I have eliminated the transaxle from the problem. I flushed it out, and the gears shifted VERY smoothly with the car not running with and without the clutch. The fluid in the transmission was dirty, but there was no sign of metal shaving at all...So I don't think my synchros are bad...nor did I ever really think that just because the car wasn't grinding gears, it just wasn't going.

I'm going to check the whole hydraulic system now, although I don't know if that is the problem. Like I said, when I tried to bleed the slave I didn't get any fluid BUT when the clutch is depressed the slave piston moves...so I don't know whats going on there.

If the hydraulic system checks out, whats next??? Is it definitely a clutch failure issue. After the test drive I memorized EVERY symptom I was having. Hopefully someone can diagnose this.

1) Car shifts like butter while off. With and without the clutch.

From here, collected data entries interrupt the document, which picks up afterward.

use ratatui::layout::{Constraint, Flex, Layout, Rect};
use ratatui::style::{Color, Modifier, Style};
use ratatui::text::{Line, Span};
use ratatui::widgets::{Block, Borders, Clear, Paragraph};
use ratatui::Frame;

use fe_core::plan::PlanTier;

/// Key bindings grouped by what they act on.
const SECTIONS: &[(&str, &[(&str, &str)])] = &[
    (
        "Navigation",
        &[
            ("1-8", "Jump to tab"),
            ("Tab / Shift-Tab", "Next / previous tab"),
            ("j k / Down Up", "Move selection"),
        ],
    ),
    (
        "Content",
        &[
            ("Space / Enter", "Toggle the highlighted row"),
            ("g", "Chart gallery (Dashboard)"),
            ("f", "Cycle insight filter"),
        ],
    ),
    (
        "Plan",
        &[
            ("p", "Switch plan Free / Pro"),
            ("u", "Upgrade to Pro"),
        ],
    ),
    (
        "General",
        &[
            ("?", "Toggle this help"),
            ("Esc", "Close help / gallery / notice"),
            ("q / Ctrl-c", "Quit"),
        ],
    ),
];

pub fn render(frame: &mut Frame, tier: PlanTier) {
    let area = centered_rect(60, 70, frame.area());
    frame.render_widget(Clear, area);

    let mut lines = vec![
        Line::from(Span::styled(
            " Keybindings",
            Style::default().fg(Color::Yellow).add_modifier(Modifier::BOLD),
        )),
        Line::from(""),
    ];
    for (section, keys) in SECTIONS {
        lines.push(Line::from(Span::styled(
            format!(" {section}"),
            Style::default().fg(Color::Cyan),
        )));
        lines.extend(keys.iter().map(|(k, desc)| {
            Line::from(vec![
                Span::styled(
                    format!("   {k:<18}"),
                    Style::default().fg(Color::Green).add_modifier(Modifier::BOLD),
                ),
                Span::raw(*desc),
            ])
        }));
    }
    lines.push(Line::from(""));
    let plan_hint = if tier.has_premium_access() {
        " Premium content is open on this plan"
    } else {
        " Pages marked * need a Pro plan"
    };
    lines.push(Line::from(Span::styled(plan_hint, Style::default().fg(Color::DarkGray))));

    let paragraph = Paragraph::new(lines).block(
        Block::default()
            .borders(Borders::ALL)
            .title(" Help  ? / Esc to close ")
            .border_style(Style::default().fg(Color::Cyan)),
    );
    frame.render_widget(paragraph, area);
}

/// Rect of the given percentage size, centered in `parent`.
pub fn centered_rect(percent_x: u16, percent_y: u16, parent: Rect) -> Rect {
    let [row] = Layout::vertical([Constraint::Percentage(percent_y)])
        .flex(Flex::Center)
        .areas(parent);
    let [area] = Layout::horizontal([Constraint::Percentage(percent_x)])
        .flex(Flex::Center)
        .areas(row);
    area
}

#[cfg(test)]
mod tests {
    use super::*;

    #[test]
    fn centered_rect_is_inside_parent() {
        let parent = Rect::new(0, 0, 100, 50);
        let r = centered_rect(60, 70, parent);
        assert_eq!(r.width, 60);
        assert_eq!(r.height, 35);
        assert_eq!(r.x, 20);
        assert!(r.y >= 7 && r.y <= 8);
    }
}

2) Start the car in Neutral Fine. Shift into Reverse Fine. Shift into First and drive down the driveway. Fine. Try to shift to second...Nothing! The shifter was basically STUCK in first gear.

3) I turned the car off and Started in first with the clutch depressed. The car lurched forward with the clutch fully depressed.

4) When I let off the clutch in First and started giving it some gas, I heard a pop underneath the car.

5)I turned the car off and started in first again. Same results.

6) I was not able to get out of first gear.

What else can I check besides the hydraulics that could be causing this problem THATS NOT the clutch?

Or if its definitely the clutch, is there any way to tell which part?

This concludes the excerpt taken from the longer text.